**Data to examine**
^^^^^^^^^^^^^^^^
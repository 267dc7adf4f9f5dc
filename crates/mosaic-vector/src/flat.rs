use std::cmp::Ordering;

use mosaic_core::error::{Error, Result};

/// Exhaustive inner-product index over row-major `f32` vectors.
///
/// Positions are insertion order; the index itself knows nothing about
/// document ids.
#[derive(Debug, Clone, Default, PartialEq)]
pub struct FlatIndex {
    dim: usize,
    data: Vec<f32>,
}

impl FlatIndex {
    pub fn new(dim: usize) -> Self {
        Self { dim, data: Vec::new() }
    }

    pub fn with_capacity(dim: usize, vectors: usize) -> Self {
        Self { dim, data: Vec::with_capacity(dim * vectors) }
    }

    pub fn from_raw(dim: usize, data: Vec<f32>) -> Result<Self> {
        if dim == 0 || data.len() % dim != 0 {
            return Err(Error::IndexConsistency(format!("{} floats do not form rows of dimension {dim}", data.len())));
        }
        Ok(Self { dim, data })
    }

    pub fn dim(&self) -> usize { self.dim }
    pub fn len(&self) -> usize { if self.dim == 0 { 0 } else { self.data.len() / self.dim } }
    pub fn is_empty(&self) -> bool { self.data.is_empty() }
    pub fn as_slice(&self) -> &[f32] { &self.data }

    /// Append a vector; returns its position.
    pub fn add(&mut self, vector: &[f32]) -> Result<usize> {
        if vector.len() != self.dim {
            return Err(Error::IndexConsistency(format!("vector has dimension {}, index expects {}", vector.len(), self.dim)));
        }
        let pos = self.len();
        self.data.extend_from_slice(vector);
        Ok(pos)
    }

    pub fn vector(&self, pos: usize) -> Option<&[f32]> {
        let start = pos.checked_mul(self.dim)?;
        self.data.get(start..start + self.dim)
    }

    /// Top `k` positions by descending inner product; equal scores keep the
    /// lower position first.
    pub fn search(&self, query: &[f32], k: usize) -> Result<Vec<(usize, f32)>> {
        if query.len() != self.dim {
            return Err(Error::IndexConsistency(format!("query has dimension {}, index expects {}", query.len(), self.dim)));
        }
        if k == 0 || self.is_empty() {
            return Ok(Vec::new());
        }
        let mut scored: Vec<(usize, f32)> = self.data.chunks_exact(self.dim).map(|row| dot(row, query)).enumerate().collect();
        let by_rank = |a: &(usize, f32), b: &(usize, f32)| -> Ordering { b.1.total_cmp(&a.1).then(a.0.cmp(&b.0)) };
        if k < scored.len() {
            scored.select_nth_unstable_by(k - 1, by_rank);
            scored.truncate(k);
        }
        scored.sort_by(by_rank);
        Ok(scored)
    }
}

pub fn dot(a: &[f32], b: &[f32]) -> f32 {
    a.iter().zip(b).map(|(x, y)| x * y).sum()
}

/// Scale to unit length; zero vectors are left as they are.
pub fn l2_normalize(v: &mut [f32]) {
    let norm = v.iter().map(|x| x * x).sum::<f32>().sqrt();
    if norm > 0.0 {
        for x in v.iter_mut() { *x /= norm; }
    }
}
use anyhow::{Result, anyhow, ensure};
use candle_core::{Device, Tensor};
use tokenizers::Tokenizer;

/// XLM-R pad token id.
const PAD_ID: u32 = 1;

/// Encode a batch into `[B, T]` ids and attention mask, where `T` is the
/// longest encoding in the batch capped at `max_len`.
pub fn tokenize_batch(tokenizer: &Tokenizer, texts: &[String], max_len: usize, device: &Device) -> Result<(Tensor, Tensor)> {
    ensure!(!texts.is_empty(), "cannot tokenize an empty batch");
    let encodings = tokenizer
        .encode_batch(texts.to_vec(), true)
        .map_err(|e| anyhow!("Tokenization failed: {}", e))?;
    let width = encodings.iter().map(|e| e.get_ids().len().min(max_len)).max().unwrap_or(1).max(1);

    let mut ids = Vec::with_capacity(texts.len() * width);
    let mut mask = Vec::with_capacity(texts.len() * width);
    for enc in &encodings {
        let n = enc.get_ids().len().min(width);
        ids.extend_from_slice(&enc.get_ids()[..n]);
        mask.extend_from_slice(&enc.get_attention_mask()[..n]);
        ids.extend(std::iter::repeat(PAD_ID).take(width - n));
        mask.extend(std::iter::repeat(0u32).take(width - n));
    }
    let input_ids = Tensor::from_vec(ids, (texts.len(), width), device)?;
    let attention_mask = Tensor::from_vec(mask, (texts.len(), width), device)?;
    Ok((input_ids, attention_mask))
}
^^^^^^^^^^^^^^^^
**Work request**
Using the listing above, list every line in which the string "format" occurs.

**Exercise response**
            return Err(Error::IndexConsistency(format!("{} floats do not form rows of dimension {dim}", data.len())));
            return Err(Error::IndexConsistency(format!("vector has dimension {}, index expects {}", vector.len(), self.dim)));
            return Err(Error::IndexConsistency(format!("query has dimension {}, index expects {}", query.len(), self.dim)));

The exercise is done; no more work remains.